//! IP geolocation with graceful degradation
//!
//! Lookups go through a [`GeoProvider`] (an HTTP lookup service or a local
//! MaxMind GeoLite2 database). [`GeoResolver::resolve`] never fails: local
//! addresses short-circuit to the `localhost` sentinel and every provider
//! error or timeout degrades to `unknown`.

use async_trait::async_trait;
use maxminddb::{geoip2, Reader};
use serde::{Deserialize, Serialize};
use std::net::IpAddr;
use std::path::Path;
use std::sync::Arc;
use std::time::Duration;
use thiserror::Error;
use tracing::{debug, info, warn};

use crate::config::GeoIpConfig;

const UNKNOWN: &str = "unknown";
const LOCALHOST: &str = "localhost";

/// Best-effort location of a client address
#[derive(Debug, Clone, PartialEq, Eq, Serialize, Deserialize)]
pub struct Location {
    pub city: String,
    pub region: String,
    pub country: String,
}

impl Location {
    pub fn unknown() -> Self {
        Self {
            city: UNKNOWN.to_string(),
            region: UNKNOWN.to_string(),
            country: UNKNOWN.to_string(),
        }
    }

    pub fn localhost() -> Self {
        Self {
            city: LOCALHOST.to_string(),
            region: LOCALHOST.to_string(),
            country: LOCALHOST.to_string(),
        }
    }

    /// Build from provider fields, filling gaps with `unknown`
    pub fn from_parts(city: Option<String>, region: Option<String>, country: Option<String>) -> Self {
        let or_unknown = |v: Option<String>| {
            v.filter(|s| !s.trim().is_empty())
                .unwrap_or_else(|| UNKNOWN.to_string())
        };
        Self {
            city: or_unknown(city),
            region: or_unknown(region),
            country: or_unknown(country),
        }
    }

    pub fn is_unknown(&self) -> bool {
        self.city == UNKNOWN && self.region == UNKNOWN && self.country == UNKNOWN
    }
}

#[derive(Debug, Error)]
pub enum GeoError {
    #[error("geolocation request failed: {0}")]
    Http(#[from] reqwest::Error),

    #[error("geolocation provider rejected lookup: {0}")]
    Rejected(String),

    #[error("geolocation database error: {0}")]
    Database(String),

    #[error("geolocation lookup timed out after {0:?}")]
    Timeout(Duration),
}

/// A source of IP-to-location data
#[async_trait]
pub trait GeoProvider: Send + Sync {
    async fn lookup(&self, ip: IpAddr) -> Result<Location, GeoError>;
}

/// Lookup against an ip-api.com compatible JSON endpoint
pub struct HttpGeoProvider {
    client: reqwest::Client,
    endpoint: String,
}

#[derive(Debug, Deserialize)]
struct IpApiResponse {
    status: String,
    #[serde(default)]
    message: Option<String>,
    #[serde(default)]
    city: Option<String>,
    #[serde(default, rename = "regionName")]
    region_name: Option<String>,
    #[serde(default)]
    country: Option<String>,
}

impl IpApiResponse {
    fn into_location(self) -> Result<Location, GeoError> {
        if self.status != "success" {
            return Err(GeoError::Rejected(
                self.message.unwrap_or_else(|| self.status.clone()),
            ));
        }
        Ok(Location::from_parts(self.city, self.region_name, self.country))
    }
}

impl HttpGeoProvider {
    pub fn new(endpoint: &str, timeout: Duration) -> Result<Self, GeoError> {
        let client = reqwest::Client::builder()
            .connect_timeout(timeout)
            .timeout(timeout)
            .build()?;
        Ok(Self {
            client,
            endpoint: endpoint.to_string(),
        })
    }
}

#[async_trait]
impl GeoProvider for HttpGeoProvider {
    async fn lookup(&self, ip: IpAddr) -> Result<Location, GeoError> {
        let url = self.endpoint.replace("{ip}", &ip.to_string());
        let body: IpApiResponse = self
            .client
            .get(url)
            .send()
            .await?
            .error_for_status()?
            .json()
            .await?;
        body.into_location()
    }
}

/// Lookup against a local MaxMind GeoLite2-City database
pub struct MaxMindProvider {
    reader: Reader<Vec<u8>>,
}

impl MaxMindProvider {
    pub fn open(database_path: &str) -> Result<Self, GeoError> {
        let reader = Reader::open_readfile(Path::new(database_path))
            .map_err(|e| GeoError::Database(e.to_string()))?;
        Ok(Self { reader })
    }
}

#[async_trait]
impl GeoProvider for MaxMindProvider {
    async fn lookup(&self, ip: IpAddr) -> Result<Location, GeoError> {
        let found = self
            .reader
            .lookup(ip)
            .map_err(|e| GeoError::Database(e.to_string()))?;
        let record: Option<geoip2::City> = found
            .decode()
            .map_err(|e| GeoError::Database(e.to_string()))?;

        Ok(record.as_ref().map(city_location).unwrap_or_else(Location::unknown))
    }
}

/// English names from a GeoLite2-City record; country falls back to its ISO code
fn city_location(record: &geoip2::City<'_>) -> Location {
    let city = record.city.names.english.map(str::to_string);
    let region = record
        .subdivisions
        .first()
        .and_then(|sub| sub.names.english)
        .map(str::to_string);
    let country = record
        .country
        .names
        .english
        .or(record.country.iso_code)
        .map(str::to_string);

    Location::from_parts(city, region, country)
}

/// Resolves client addresses to locations, one provider call at most
#[derive(Clone)]
pub struct GeoResolver {
    provider: Option<Arc<dyn GeoProvider>>,
    timeout: Duration,
}

impl GeoResolver {
    pub fn new(provider: Option<Arc<dyn GeoProvider>>, timeout: Duration) -> Self {
        Self { provider, timeout }
    }

    /// Resolver that never calls out; every public address is `unknown`
    pub fn disabled() -> Self {
        Self::new(None, Duration::from_secs(1))
    }

    /// Build the provider named in the config. A provider that cannot be
    /// initialised disables lookups instead of failing startup.
    pub fn from_config(config: &GeoIpConfig) -> Self {
        let timeout = Duration::from_millis(config.timeout_ms);
        let provider: Option<Arc<dyn GeoProvider>> = match config.provider.as_str() {
            "http" => match HttpGeoProvider::new(&config.endpoint, timeout) {
                Ok(p) => {
                    info!("GeoIP lookups via {}", config.endpoint);
                    Some(Arc::new(p))
                }
                Err(e) => {
                    warn!("Failed to build GeoIP HTTP client: {}", e);
                    None
                }
            },
            "maxmind" => {
                if !Path::new(&config.database).exists() {
                    warn!("GeoIP database not found at: {}", config.database);
                    warn!(
                        "Download GeoLite2-City.mmdb from MaxMind and place it at: {}",
                        config.database
                    );
                    None
                } else {
                    match MaxMindProvider::open(&config.database) {
                        Ok(p) => {
                            info!("GeoIP database loaded: {}", config.database);
                            Some(Arc::new(p))
                        }
                        Err(e) => {
                            warn!("Failed to load GeoIP database: {}", e);
                            None
                        }
                    }
                }
            }
            _ => None,
        };
        Self::new(provider, timeout)
    }

    pub fn is_available(&self) -> bool {
        self.provider.is_some()
    }

    /// Resolve `ip` to a location. Never fails.
    pub async fn resolve(&self, ip: &str) -> Location {
        let addr: IpAddr = match ip.trim().parse() {
            Ok(addr) => addr,
            Err(_) => {
                debug!(ip, "unparseable client address, skipping geolocation");
                return Location::unknown();
            }
        };

        if is_local_ip(&addr) {
            return Location::localhost();
        }

        let Some(provider) = self.provider.as_ref() else {
            return Location::unknown();
        };

        let outcome = match tokio::time::timeout(self.timeout, provider.lookup(addr)).await {
            Ok(result) => result,
            Err(_) => Err(GeoError::Timeout(self.timeout)),
        };

        match outcome {
            Ok(location) => location,
            Err(e) => {
                warn!(%addr, error = %e, "geolocation failed, recording unknown location");
                Location::unknown()
            }
        }
    }
}

/// Check if an address is loopback or otherwise not publicly routable
pub fn is_local_ip(ip: &IpAddr) -> bool {
    match ip {
        IpAddr::V4(ipv4) => {
            ipv4.is_loopback()
                || ipv4.is_private()
                || ipv4.is_link_local()
                || ipv4.is_unspecified()
        }
        IpAddr::V6(ipv6) => {
            if let Some(mapped) = ipv6.to_ipv4_mapped() {
                return is_local_ip(&IpAddr::V4(mapped));
            }
            let first = ipv6.segments()[0];
            ipv6.is_loopback()
                || ipv6.is_unspecified()
                // fc00::/7 unique local
                || (first & 0xfe00) == 0xfc00
                // fe80::/10 link local
                || (first & 0xffc0) == 0xfe80
        }
    }
}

→ What you are asked to do
Gather up every line in the data above that contains the word "body", copying each one.

→ Response area
        let body: IpApiResponse = self
        body.into_location()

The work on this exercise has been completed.